(Beginning of Excerpted records)

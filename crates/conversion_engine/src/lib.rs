//! Conversion engine: recovery, diagnostics, tracking and reporting.
mod config;
mod diagnostics;
mod engine;
mod events;
mod handler;
mod monitor;
mod performance;
mod persist;
mod probe;
mod recovery;
mod report;
mod tracker;

pub use config::{
    ConfigError, EngineConfig, PerformanceSettings, RecoverySettings, ReportSettings,
};
pub use diagnostics::{
    DiagnosticSnapshot, DiagnosticsCollector, PathProbe, ProcessDetails, WorkingDirectory,
};
pub use engine::{Engine, EngineError};
pub use events::{ChannelEventSink, EngineEvent, EventBus, EventSink};
pub use handler::{ConversionErrorHandler, ErrorStatistics, HandledError, HandlerSettings};
pub use monitor::{CompletedConversion, ConversionMonitor};
pub use performance::{spawn_sampler, PerformanceMonitor, PerformanceSample, SamplerHandle};
pub use persist::{ensure_writable_dir, replace_with_backup, AtomicFileWriter, PersistError};
pub use probe::{ResourceProbe, ResourceUsage, SysinfoProbe, SystemInfo};
pub use recovery::{
    repair_text, AlternatePathStrategy, DependencySearchStrategy, LenientValidationStrategy,
    OutputRedirectStrategy, RecoveryError, RecoveryOutcome, RecoveryRegistry, RecoveryStrategy,
    RegistryError, SyntaxRepairStrategy, SyntaxValidator, TransformationFallbackStrategy,
    TransientNetworkStrategy, YamlValidator,
};
pub use report::{analyze_errors, export_report, DiagnosticReport, ErrorAnalysis, ReportError};
pub use tracker::{ConversionTracker, SessionReport, StaleConversion, TrackerError};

(End of Excerpted records)

* What you should do:
Sift through the material above and copy each line that holds "persist".

* Response below:
mod persist;
pub use persist::{ensure_writable_dir, replace_with_backup, AtomicFileWriter, PersistError};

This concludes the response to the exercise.